Hi everyone,

I just wanted to let everyone know that I just did a big import into
the ruby code in the m5 tree.  This basically updated the M5 tree with
all of the recent changes that were done in ruby.  This should
hopefully be the last time that we do something like this for ruby as
we're going to start working on ruby out of the M5 tree.  Yay!

There are numerous improvements in the code (perhaps Derek would like
to give a synopsis).  Additionally, there are two known regressions
because the update was done as a re-import not so much as a merge
(because the trees diverged significantly and were maintained using
different revision control systems).  The regression is that we lost
the changes that made ruby handle atomic memory operations.  As a
result Daniel's multithreading code is broken.  (I think that fixing
this should be one of the top priorities)  The second is that there
was a major refactoring of slicc, so many of the coherence protocols
need some tweaking to get them in working shape again.

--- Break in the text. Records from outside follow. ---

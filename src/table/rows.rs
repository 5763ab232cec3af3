//! Append-only row storage, specialised by arity.
//!
//! Arities 1-4 store `[Value; N]` arrays so the row width is a compile-time
//! constant; wider relations store one flat `Vec<Value>` and carry their
//! width at runtime.

use crate::value::Value;
use std::fmt;

/// Append-only storage of fixed-width rows.
pub trait RowStore: fmt::Debug {
    fn arity(&self) -> usize;
    fn len(&self) -> usize;
    fn row(&self, offset: usize) -> &[Value];
    /// Append a row of exactly `arity()` values.
    fn push(&mut self, row: &[Value]);

    fn is_empty(&self) -> bool {
        self.len() == 0
    }

    fn approx_bytes(&self) -> usize {
        self.len() * self.arity() * std::mem::size_of::<Value>()
    }
}

#[derive(Debug, Clone)]
pub struct FixedRows<const N: usize> {
    rows: Vec<[Value; N]>,
}

impl<const N: usize> FixedRows<N> {
    pub fn new() -> Self {
        FixedRows { rows: Vec::new() }
    }
}

impl<const N: usize> Default for FixedRows<N> {
    fn default() -> Self {
        Self::new()
    }
}

impl<const N: usize> RowStore for FixedRows<N> {
    fn arity(&self) -> usize {
        N
    }

    fn len(&self) -> usize {
        self.rows.len()
    }

    #[inline]
    fn row(&self, offset: usize) -> &[Value] {
        &self.rows[offset]
    }

    fn push(&mut self, row: &[Value]) {
        let mut fixed = [Value::None; N];
        fixed.copy_from_slice(row);
        self.rows.push(fixed);
    }
}

#[derive(Debug, Clone)]
pub struct WideRows {
    arity: usize,
    values: Vec<Value>,
}

impl WideRows {
    pub fn new(arity: usize) -> Self {
        WideRows {
            arity,
            values: Vec::new(),
        }
    }
}

impl RowStore for WideRows {
    fn arity(&self) -> usize {
        self.arity
    }

    fn len(&self) -> usize {
        self.values.len() / self.arity
    }

    #[inline]
    fn row(&self, offset: usize) -> &[Value] {
        let start = offset * self.arity;
        &self.values[start..start + self.arity]
    }

    fn push(&mut self, row: &[Value]) {
        debug_assert_eq!(row.len(), self.arity);
        self.values.extend_from_slice(row);
    }
}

At this point, I think we're back to a normal (m5 style) development
process with Ruby code.  This means that you should take care not to
break what is currently working.  You should run regressions.  You
should seek code reviews.  With this import, the M5 codebase now has
over 200,000 lines of code.  While this isn't huge when compared to
things like the linux kernel, it's still big enough that everyone
needs to try hard to keep the code quality high enough that stuff
doesn't just start breaking all the time.  We've been pretty
successful for the past couple of years, but as we add more
collaborators, we need to make sure that everyone works hard at this.